Written by Jay Haynes | Jul 12, 2016 11:13:16 PM

 

From xkcd.com

 

thrv works with product teams to help them satisfy their customers' needs. Critical to this effort is alignment among the teams we work with. They need to be aligned around who their customer is, their product strategy, and, at the core of it all, the words they use to communicate with each other. What is a "product strategy"? What is a "customer need"? What's a "market"? If a team doesn't agree on the definitions of these terms or the definitions frequently change, it's very hard to gain alignment and build something that matters to customers.

Since language is so important, we work hard to keep it specific and consistent. When you and your team first embark on your Jobs-to-be-Done journey, you'll hear new terms and new definitions for old terms, and everyone needs understand them all. To help you and your team speak our language, we've created the below glossary of key JTBD terms. We'll be adding to this over time and linking to it when we use the terms in our blog posts.

Hopefully, the glossary helps your own team increase consistency with their language and avoid communication breakdowns. It may also help you translate customer feedback into actionable metrics, but if you really want to learn how to do this, reach out to us. We're happy to help.

Jobs-to-be-Done: A theory introduced by Harvard Business School Professor Clay Christensen to explain why customers buy or use products--they hire them to get a job done. Importantly, jobs enable product managers to define market from the customer's rather than the product's perspective. As a result, jobs (which are independent of any product) are stable over time.

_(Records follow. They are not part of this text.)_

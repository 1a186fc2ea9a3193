//! HTTP API session

use async_trait::async_trait;
use reqwest::Method;
use serde_json::Value;

use crate::common::config::HttpConfig;
use crate::common::{Error, Result};

use super::ApiSession;

/// A request relative to the session's base URL
#[derive(Debug, Clone)]
pub struct ApiRequest {
    pub method: Method,
    pub path: String,
    pub query: Vec<(String, String)>,
    pub body: Option<Value>,
}

impl ApiRequest {
    pub fn new(method: Method, path: impl Into<String>) -> Self {
        Self {
            method,
            path: path.into(),
            query: Vec::new(),
            body: None,
        }
    }

    pub fn with_body(mut self, body: Value) -> Self {
        self.body = Some(body);
        self
    }

    pub fn with_query(mut self, key: impl Into<String>, value: impl Into<String>) -> Self {
        self.query.push((key.into(), value.into()));
        self
    }

    /// `METHOD /path` for reports
    pub fn describe(&self) -> String {
        format!("{} {}", self.method, self.path)
    }
}

/// A received response
#[derive(Debug, Clone)]
pub struct ApiResponse {
    pub status: u16,
    /// Parsed JSON body, `Null` when the body isn't JSON
    pub body: Value,
    /// Raw body text
    pub text: String,
}

impl ApiResponse {
    pub fn is_success(&self) -> bool {
        (200..300).contains(&self.status)
    }
}

/// Session against a fixed base URL with a pooled client
pub struct HttpSession {
    client: reqwest::Client,
    base_url: String,
}

impl HttpSession {
    pub fn new(base_url: &str, config: &HttpConfig) -> Result<Self> {
        let client = reqwest::Client::builder()
            .connect_timeout(config.connect_timeout())
            .user_agent(config.user_agent.clone())
            .build()
            .map_err(|e| Error::SessionStart {
                endpoint: base_url.to_string(),
                reason: e.to_string(),
            })?;

        tracing::info!(base_url, "HTTP session opened");
        Ok(Self {
            client,
            base_url: base_url.trim_end_matches('/').to_string(),
        })
    }

    pub fn url_for(&self, path: &str) -> String {
        format!("{}/{}", self.base_url, path.trim_start_matches('/'))
    }
}

#[async_trait]
impl ApiSession for HttpSession {
    async fn send(&mut self, request: &ApiRequest) -> Result<ApiResponse> {
        let url = self.url_for(&request.path);
        tracing::debug!(
            "HTTP >>> {} {} query={:?} body={:?}",
            request.method,
            url,
            request.query,
            request.body
        );

        let mut builder = self.client.request(request.method.clone(), &url);
        if !request.query.is_empty() {
            builder = builder.query(&request.query);
        }
        if let Some(body) = &request.body {
            builder = builder.json(body);
        }

        let response = builder.send().await?;
        let status = response.status().as_u16();
        let text = response.text().await?;
        let body = serde_json::from_str(&text).unwrap_or(Value::Null);
        tracing::debug!("HTTP <<< {} {}", status, text);

        Ok(ApiResponse { status, body, text })
    }

    async fn close(&mut self) -> Result<()> {
        tracing::info!(base_url = %self.base_url, "HTTP session closed");
        Ok(())
    }
}
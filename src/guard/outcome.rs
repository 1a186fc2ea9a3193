//! Step outcomes

use serde_json::Value;
use std::fmt;

use crate::common::Error;

/// Why a step did not run to completion without being a failure
#[derive(Debug, Clone, PartialEq, Eq)]
pub enum SkipReason {
    /// The precondition never appeared within the wait policy
    PreconditionTimeout { target: String, waited_ms: u64 },
    /// A value this step depends on was never captured
    MissingCapture(String),
    /// An earlier entry of the same group did not succeed
    GroupAborted { after: usize },
    /// The scenario stopped at an earlier step
    Halted { at_step: usize },
}

impl fmt::Display for SkipReason {
    fn fmt(&self, f: &mut fmt::Formatter<'_>) -> fmt::Result {
        match self {
            Self::PreconditionTimeout { target, waited_ms } => {
                write!(f, "{} not observed within {} ms", target, waited_ms)
            }
            Self::MissingCapture(name) => write!(f, "requires captured value '{}'", name),
            Self::GroupAborted { after } => write!(f, "group aborted after entry {}", after),
            Self::Halted { at_step } => write!(f, "scenario halted at step {}", at_step),
        }
    }
}

/// Terminal result of a guarded action
#[derive(Debug)]
pub enum Outcome {
    /// The action ran; carries any data it extracted
    Success(Option<Value>),
    /// The action was not attempted
    Skipped(SkipReason),
    /// The action, or the session underneath it, errored
    Failed(Error),
}

/// Outcome discriminant for reports and summaries
#[derive(Debug, Clone, Copy, PartialEq, Eq)]
pub enum OutcomeKind {
    Success,
    Skipped,
    Failed,
}

impl fmt::Display for OutcomeKind {
    fn fmt(&self, f: &mut fmt::Formatter<'_>) -> fmt::Result {
        match self {
            Self::Success => write!(f, "success"),
            Self::Skipped => write!(f, "skipped"),
            Self::Failed => write!(f, "failed"),
        }
    }
}

impl Outcome {
    pub fn kind(&self) -> OutcomeKind {
        match self {
            Self::Success(_) => OutcomeKind::Success,
            Self::Skipped(_) => OutcomeKind::Skipped,
            Self::Failed(_) => OutcomeKind::Failed,
        }
    }

    pub fn is_success(&self) -> bool {
        matches!(self, Self::Success(_))
    }

    /// Data extracted by a successful action
    pub fn data(&self) -> Option<&Value> {
        match self {
            Self::Success(data) => data.as_ref(),
            _ => None,
        }
    }

    pub fn error(&self) -> Option<&Error> {
        match self {
            Self::Failed(e) => Some(e),
            _ => None,
        }
    }

    /// Whether the session underneath is gone
    pub fn is_fatal(&self) -> bool {
        self.error().map(Error::is_fatal).unwrap_or(false)
    }

    /// Human-readable detail for the step report
    pub fn detail(&self) -> Option<String> {
        match self {
            Self::Success(Some(Value::String(s))) => Some(s.clone()),
            Self::Success(Some(Value::Null)) | Self::Success(None) => None,
            Self::Success(Some(value)) => Some(compact(value)),
            Self::Skipped(reason) => Some(reason.to_string()),
            Self::Failed(e) => Some(format!("[{}] {}", e.kind(), e)),
        }
    }

    /// Turn a soft precondition timeout into a failure
    pub fn into_mandatory(self) -> Self {
        match self {
            Self::Skipped(SkipReason::PreconditionTimeout { target, waited_ms }) => {
                Self::Failed(Error::precondition_timeout(target, waited_ms))
            }
            other => other,
        }
    }
}

fn compact(value: &Value) -> String {
    let text = value.to_string();
    if text.chars().count() > 120 {
        let cut: String = text.chars().take(117).collect();
        format!("{}...", cut)
    } else {
        text
    }
}
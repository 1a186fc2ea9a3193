//! Logging and tracing configuration
//!
//! Logs go to stderr so they never interleave with the step report
//! printed on stdout.

use tracing_subscriber::{fmt, layer::SubscriberExt, util::SubscriberInitExt, EnvFilter};

/// Initialize tracing for the CLI
///
/// Logs are controlled by the `RUST_LOG` environment variable.
/// Default level is INFO for this crate, WARN for dependencies; `verbose`
/// raises the crate to DEBUG so precondition polls and wire traffic show up.
pub fn init_cli(verbose: bool) {
    let filter = EnvFilter::try_from_default_env().unwrap_or_else(|_| {
        if verbose {
            EnvFilter::new("stepguard=debug,warn")
        } else {
            EnvFilter::new("stepguard=info,warn")
        }
    });

    tracing_subscriber::registry()
        .with(filter)
        .with(
            fmt::layer()
                .with_writer(std::io::stderr)
                .with_target(true)
                .with_thread_ids(false)
                .with_file(false)
                .with_line_number(false)
                .compact(),
        )
        .init();
}
//! Error types for the guarded action runner
//!
//! Errors fall into three classes that decide how a step is reported:
//! precondition timeouts are soft, execution errors fail a single step,
//! and session errors abort the rest of the scenario.

use thiserror::Error;

/// Result type alias using our Error type
pub type Result<T> = std::result::Result<T, Error>;

/// Main error type for stepguard
#[derive(Error, Debug)]
pub enum Error {
    // === Precondition Errors ===
    #[error("Precondition not observed within {waited_ms} ms: {target}")]
    PreconditionTimeout { target: String, waited_ms: u64 },

    // === Execution Errors ===
    #[error("Action failed: {0}")]
    Execution(String),

    #[error("Assertion failed: {0}")]
    Assertion(String),

    #[error("Unexpected status {status} for {request}{}", body_hint(.body))]
    UnexpectedStatus {
        request: String,
        status: u16,
        body: String,
    },

    #[error("WebDriver error '{error}': {message}")]
    WebDriver { error: String, message: String },

    #[error("HTTP transport error: {0}")]
    Http(String),

    // === Session Errors ===
    #[error("Failed to start session at {endpoint}: {reason}")]
    SessionStart { endpoint: String, reason: String },

    #[error("Session lost: {0}")]
    Session(String),

    // === Configuration Errors ===
    #[error("Configuration error: {0}")]
    Config(String),

    #[error("Invalid configuration file: {0}")]
    ConfigParse(String),

    #[error("Invalid scenario '{path}': {reason}")]
    ScenarioParse { path: String, reason: String },

    // === IO Errors ===
    #[error("Failed to read file '{path}': {error}")]
    FileRead { path: String, error: String },
}

fn body_hint(body: &str) -> String {
    let body = body.trim();
    if body.is_empty() {
        String::new()
    } else if body.len() > 200 {
        let mut end = 200;
        while !body.is_char_boundary(end) {
            end -= 1;
        }
        format!(": {}...", &body[..end])
    } else {
        format!(": {}", body)
    }
}

impl Error {
    /// Create a precondition timeout error
    pub fn precondition_timeout(target: impl Into<String>, waited_ms: u64) -> Self {
        Self::PreconditionTimeout {
            target: target.into(),
            waited_ms,
        }
    }

    /// Create an unexpected status error
    pub fn unexpected_status(request: &str, status: u16, body: impl Into<String>) -> Self {
        Self::UnexpectedStatus {
            request: request.to_string(),
            status,
            body: body.into(),
        }
    }

    /// Create a WebDriver protocol error
    pub fn webdriver(error: &str, message: &str) -> Self {
        Self::WebDriver {
            error: error.to_string(),
            message: message.to_string(),
        }
    }

    /// Create a scenario parse error
    pub fn scenario(path: &str, reason: impl Into<String>) -> Self {
        Self::ScenarioParse {
            path: path.to_string(),
            reason: reason.into(),
        }
    }

    /// Whether this error ends the whole run rather than a single step
    pub fn is_fatal(&self) -> bool {
        matches!(self, Self::SessionStart { .. } | Self::Session(_))
    }

    /// Whether the remote side reported the target as not found
    pub fn is_not_found(&self) -> bool {
        match self {
            Self::UnexpectedStatus { status, .. } => *status == 404,
            Self::WebDriver { error, .. } => error == "no such element",
            _ => false,
        }
    }

    /// Short classification used in step reports
    pub fn kind(&self) -> &'static str {
        match self {
            Self::PreconditionTimeout { .. } => "precondition-timeout",
            Self::UnexpectedStatus { status: 404, .. } => "not-found",
            Self::UnexpectedStatus { .. } => "unexpected-status",
            Self::Assertion(_) => "assertion",
            Self::Execution(_) | Self::WebDriver { .. } | Self::Http(_) => "execution",
            Self::SessionStart { .. } | Self::Session(_) => "session",
            _ => "internal",
        }
    }
}

impl From<reqwest::Error> for Error {
    fn from(e: reqwest::Error) -> Self {
        Self::Http(e.to_string())
    }
}

#[cfg(test)]
mod tests {
    use super::*;

    #[test]
    fn test_not_found_classification() {
        let err = Error::unexpected_status("GET /pet/10001", 404, "Pet not found");
        assert!(err.is_not_found());
        assert_eq!(err.kind(), "not-found");
        assert!(!err.is_fatal());

        let err = Error::unexpected_status("GET /pet/10001", 500, "");
        assert!(!err.is_not_found());
        assert_eq!(err.kind(), "unexpected-status");
    }

    #[test]
    fn test_session_errors_are_fatal() {
        assert!(Error::Session("invalid session id".to_string()).is_fatal());
        assert!(Error::SessionStart {
            endpoint: "http://localhost:4723".to_string(),
            reason: "connection refused".to_string(),
        }
        .is_fatal());
        assert!(!Error::Assertion("x".to_string()).is_fatal());
    }

    #[test]
    fn test_status_message_truncates_long_bodies() {
        let err = Error::unexpected_status("GET /pet", 500, "x".repeat(500));
        let message = err.to_string();
        assert!(message.ends_with("..."));
        assert!(message.len() < 300);
    }
}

For example, consumers have used records, cassettes, CDs, iPod, and streaming apps to execute the jobs of curating and discovering music. While products change over time, the customer's job will not.

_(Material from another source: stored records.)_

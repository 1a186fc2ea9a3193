//! Common utilities shared by the CLI and the runner

pub mod config;
pub mod error;
pub mod logging;
pub mod paths;

pub use error::{Error, Result};
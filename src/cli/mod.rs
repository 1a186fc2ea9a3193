//! CLI command handling
//!
//! Dispatches CLI commands and prints their results.

use colored::Colorize;

use crate::commands::Commands;
use crate::common::config::Config;
use crate::common::paths::config_path;
use crate::common::Result;
use crate::scenario::{run_scenario, RunOptions, Scenario};

/// Dispatch a CLI command
///
/// Returns `Ok(false)` when the command ran but something it checked did
/// not pass.
pub async fn dispatch(command: Commands) -> Result<bool> {
    match command {
        Commands::Run {
            scenarios,
            verbose,
            timeout_ms,
            poll_ms,
            webdriver_url,
            base_url,
        } => {
            let mut config = Config::load()?;
            if let Some(ms) = timeout_ms {
                config.wait.timeout_ms = ms;
            }
            if let Some(ms) = poll_ms {
                config.wait.poll_ms = ms;
            }

            let mut options = RunOptions::from_config(&config);
            options.verbose = verbose;
            options.webdriver_url = webdriver_url;
            options.base_url = base_url;

            let mut failed = Vec::new();
            for path in &scenarios {
                let result = run_scenario(path, &config, &options).await?;
                if !result.passed() {
                    failed.push(result.name);
                }
            }

            if scenarios.len() > 1 {
                println!(
                    "{} of {} scenarios passed",
                    scenarios.len() - failed.len(),
                    scenarios.len()
                );
                for name in &failed {
                    println!("  {} {}", "✗".red(), name);
                }
            }
            Ok(failed.is_empty())
        }

        Commands::Validate { scenarios } => {
            let mut all_valid = true;
            for path in &scenarios {
                match Scenario::load(path) {
                    Ok(scenario) => println!(
                        "  {} {} ({} steps)",
                        "✓".green(),
                        path.display(),
                        scenario.steps.len()
                    ),
                    Err(e) => {
                        all_valid = false;
                        println!("  {} {}", "✗".red(), e);
                    }
                }
            }
            Ok(all_valid)
        }

        Commands::Config => {
            match config_path() {
                Some(path) if path.exists() => println!("Config file: {}", path.display()),
                Some(path) => println!("Config file: {} (not found, using defaults)", path.display()),
                None => println!("Config file: unavailable on this platform"),
            }

            let config = Config::load()?;
            println!();
            println!("[wait]");
            println!("timeout_ms = {}", config.wait.timeout_ms);
            println!("poll_ms = {}", config.wait.poll_ms);
            println!();
            println!("[webdriver]");
            println!("url = {:?}", config.webdriver.url);
            println!("command_timeout_secs = {}", config.webdriver.command_timeout_secs);
            println!();
            println!("[http]");
            println!("connect_timeout_secs = {}", config.http.connect_timeout_secs);
            println!("user_agent = {:?}", config.http.user_agent);
            Ok(true)
        }
    }
}
//! W3C WebDriver client
//!
//! Speaks the W3C WebDriver wire protocol over HTTP, which covers Appium
//! (mobile) as well as chromedriver and geckodriver (browsers). Only the
//! commands the runner needs are implemented.

use std::time::Duration;

use async_trait::async_trait;
use reqwest::Method;
use serde_json::{json, Map, Value};

use crate::action::Locator;
use crate::common::{Error, Result};

use super::{ElementId, UiSession};

/// Key the W3C protocol uses for element references
const ELEMENT_KEY: &str = "element-6066-11e4-a52f-4f735466cecf";
/// Legacy JSON Wire Protocol element key, still sent by older Appium servers
const LEGACY_ELEMENT_KEY: &str = "ELEMENT";

/// Which kind of UI the session drives; decides how locators translate
#[derive(Debug, Clone, Copy, PartialEq, Eq, Default, serde::Deserialize)]
#[serde(rename_all = "snake_case")]
pub enum Platform {
    /// Appium (UiAutomator2, XCUITest)
    #[default]
    Mobile,
    /// A desktop browser driver
    Browser,
}

/// An open WebDriver session
pub struct WebDriverSession {
    client: reqwest::Client,
    base_url: String,
    session_id: String,
    platform: Platform,
    released: bool,
}

impl WebDriverSession {
    /// Create a new session with the given capabilities
    #[tracing::instrument(skip(capabilities))]
    pub async fn start(
        url: &str,
        platform: Platform,
        capabilities: Map<String, Value>,
        command_timeout: Duration,
    ) -> Result<Self> {
        let base_url = url.trim_end_matches('/').to_string();
        let start_error = |reason: String| Error::SessionStart {
            endpoint: base_url.clone(),
            reason,
        };

        let client = reqwest::Client::builder()
            .timeout(command_timeout)
            .build()
            .map_err(|e| start_error(e.to_string()))?;

        let body = json!({
            "capabilities": {
                "alwaysMatch": Value::Object(capabilities),
                "firstMatch": [{}],
            }
        });

        tracing::debug!("WebDriver >>> POST /session {}", body);
        let response = client
            .post(format!("{}/session", base_url))
            .json(&body)
            .send()
            .await
            .map_err(|e| start_error(e.to_string()))?;
        let status = response.status();
        let payload: Value = response
            .json()
            .await
            .map_err(|e| start_error(format!("invalid response: {}", e)))?;
        tracing::debug!("WebDriver <<< {} {}", status, payload);

        if !status.is_success() {
            return Err(start_error(protocol_error(&payload).to_string()));
        }

        let session_id = payload["value"]["sessionId"]
            .as_str()
            .or_else(|| payload["sessionId"].as_str())
            .ok_or_else(|| start_error("response carried no sessionId".to_string()))?
            .to_string();

        tracing::info!(session_id = %session_id, "WebDriver session started");

        Ok(Self {
            client,
            base_url,
            session_id,
            platform,
            released: false,
        })
    }

    /// Load a page in the session's browser
    pub async fn navigate(&self, url: &str) -> Result<()> {
        self.command(Method::POST, "/url", Some(json!({ "url": url })))
            .await
            .map(|_| ())
    }

    /// Translate a locator into a W3C `(using, value)` strategy pair
    pub fn strategy(&self, locator: &Locator) -> (&'static str, String) {
        locator_strategy(self.platform, locator)
    }

    /// Send a session-scoped command and unwrap its `value`
    async fn command(&self, method: Method, path: &str, body: Option<Value>) -> Result<Value> {
        let url = format!("{}/session/{}{}", self.base_url, self.session_id, path);
        tracing::debug!("WebDriver >>> {} {} {:?}", method, path, body);

        let mut request = self.client.request(method, &url);
        if let Some(body) = body {
            request = request.json(&body);
        }

        let response = request.send().await.map_err(transport_error)?;
        let status = response.status();
        let text = response.text().await.map_err(transport_error)?;
        let payload: Value = serde_json::from_str(&text).unwrap_or(Value::Null);
        tracing::debug!("WebDriver <<< {} {}", status, text);

        if status.is_success() && legacy_status(&payload) == 0 {
            Ok(payload.get("value").cloned().unwrap_or(Value::Null))
        } else {
            Err(protocol_error(&payload))
        }
    }

    async fn find_with(&self, path: &str, locator: &Locator) -> Result<Option<ElementId>> {
        let (using, value) = self.strategy(locator);
        match self
            .command(
                Method::POST,
                path,
                Some(json!({ "using": using, "value": value })),
            )
            .await
        {
            Ok(found) => element_id(&found).map(Some),
            Err(e) if e.is_not_found() => Ok(None),
            Err(e) => Err(e),
        }
    }

    async fn element_bool(&self, element: &ElementId, property: &str) -> Result<bool> {
        let value = self
            .command(
                Method::GET,
                &format!("/element/{}/{}", element, property),
                None,
            )
            .await?;
        Ok(value.as_bool().unwrap_or(false))
    }
}

#[async_trait]
impl UiSession for WebDriverSession {
    async fn find(&mut self, locator: &Locator) -> Result<Option<ElementId>> {
        self.find_with("/element", locator).await
    }

    async fn find_child(
        &mut self,
        parent: &ElementId,
        locator: &Locator,
    ) -> Result<Option<ElementId>> {
        self.find_with(&format!("/element/{}/element", parent), locator)
            .await
    }

    async fn is_displayed(&mut self, element: &ElementId) -> Result<bool> {
        self.element_bool(element, "displayed").await
    }

    async fn is_enabled(&mut self, element: &ElementId) -> Result<bool> {
        self.element_bool(element, "enabled").await
    }

    async fn is_selected(&mut self, element: &ElementId) -> Result<bool> {
        self.element_bool(element, "selected").await
    }

    async fn attribute(&mut self, element: &ElementId, name: &str) -> Result<Option<String>> {
        let value = self
            .command(
                Method::GET,
                &format!("/element/{}/attribute/{}", element, name),
                None,
            )
            .await?;
        Ok(match value {
            Value::Null => None,
            Value::String(s) => Some(s),
            other => Some(other.to_string()),
        })
    }

    async fn text(&mut self, element: &ElementId) -> Result<String> {
        let value = self
            .command(Method::GET, &format!("/element/{}/text", element), None)
            .await?;
        Ok(value.as_str().unwrap_or_default().to_string())
    }

    async fn click(&mut self, element: &ElementId) -> Result<()> {
        self.command(
            Method::POST,
            &format!("/element/{}/click", element),
            Some(json!({})),
        )
        .await
        .map(|_| ())
    }

    async fn clear(&mut self, element: &ElementId) -> Result<()> {
        self.command(
            Method::POST,
            &format!("/element/{}/clear", element),
            Some(json!({})),
        )
        .await
        .map(|_| ())
    }

    async fn send_keys(&mut self, element: &ElementId, text: &str) -> Result<()> {
        self.command(
            Method::POST,
            &format!("/element/{}/value", element),
            Some(json!({ "text": text })),
        )
        .await
        .map(|_| ())
    }

    async fn quit(&mut self) -> Result<()> {
        if self.released {
            return Ok(());
        }
        self.released = true;
        self.command(Method::DELETE, "", None).await?;
        tracing::info!(session_id = %self.session_id, "WebDriver session deleted");
        Ok(())
    }
}

/// Translate a locator for the given platform
pub fn locator_strategy(platform: Platform, locator: &Locator) -> (&'static str, String) {
    match (platform, locator) {
        (Platform::Mobile, Locator::Id(id)) => ("id", id.clone()),
        (Platform::Browser, Locator::Id(id)) => ("css selector", format!("[id={}]", css_string(id))),
        (Platform::Mobile, Locator::AccessibilityId(name)) => ("accessibility id", name.clone()),
        (Platform::Browser, Locator::AccessibilityId(name)) => {
            ("css selector", format!("[aria-label={}]", css_string(name)))
        }
        (Platform::Mobile, Locator::Text(text)) => (
            "xpath",
            format!("//*[contains(@text, {})]", xpath_literal(text)),
        ),
        (Platform::Browser, Locator::Text(text)) => (
            "xpath",
            format!(".//*[text()[contains(., {})]]", xpath_literal(text)),
        ),
        (_, Locator::XPath(path)) => ("xpath", path.clone()),
        (_, Locator::Css(selector)) => ("css selector", selector.clone()),
    }
}

/// Quote a string for use inside an XPath expression
pub fn xpath_literal(s: &str) -> String {
    if !s.contains('\'') {
        format!("'{}'", s)
    } else if !s.contains('"') {
        format!("\"{}\"", s)
    } else {
        let parts: Vec<String> = s.split('\'').map(|p| format!("'{}'", p)).collect();
        format!("concat({})", parts.join(", \"'\", "))
    }
}

/// Quote a string as a CSS attribute value
fn css_string(s: &str) -> String {
    format!("\"{}\"", s.replace('\\', "\\\\").replace('"', "\\\""))
}

fn element_id(value: &Value) -> Result<ElementId> {
    value
        .get(ELEMENT_KEY)
        .or_else(|| value.get(LEGACY_ELEMENT_KEY))
        .and_then(Value::as_str)
        .map(|id| ElementId(id.to_string()))
        .ok_or_else(|| Error::webdriver("unknown error", &format!("no element reference in {}", value)))
}

/// Non-zero `status` is how the JSON Wire Protocol reported errors
fn legacy_status(payload: &Value) -> i64 {
    payload.get("status").and_then(Value::as_i64).unwrap_or(0)
}

fn protocol_error(payload: &Value) -> Error {
    let value = &payload["value"];
    let message = value["message"].as_str().unwrap_or("no message").to_string();
    let error = match value["error"].as_str() {
        Some(error) => error.to_string(),
        None => match legacy_status(payload) {
            6 => "invalid session id".to_string(),
            7 => "no such element".to_string(),
            10 => "stale element reference".to_string(),
            _ => "unknown error".to_string(),
        },
    };

    if error == "invalid session id" {
        Error::Session(message)
    } else {
        Error::WebDriver { error, message }
    }
}

fn transport_error(e: reqwest::Error) -> Error {
    if e.is_connect() {
        Error::Session(format!("WebDriver server unreachable: {}", e))
    } else {
        Error::Http(e.to_string())
    }
}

Customer: The key customer is the person who benefits from the job getting done--the job beneficiary. This is why a market exists: because a person in either a personal or a business context struggles to achieve a goal and they look for solutions to "hire" to get the job done. The beneficiary is often different from the person who executes the job. Noting this difference is important because markets evolve to remove executors. For example, consumers benefit from 'getting to a destination on time,' a job-to-be-done. When driving themselves the consumers are both the beneficiaries and the executors. However, when using Uber or Lyft, the consumer is the beneficiary and the executor is the Uber or Lyft driver. If autonomous cars become ubiquitous, drivers (the job executors) will go away.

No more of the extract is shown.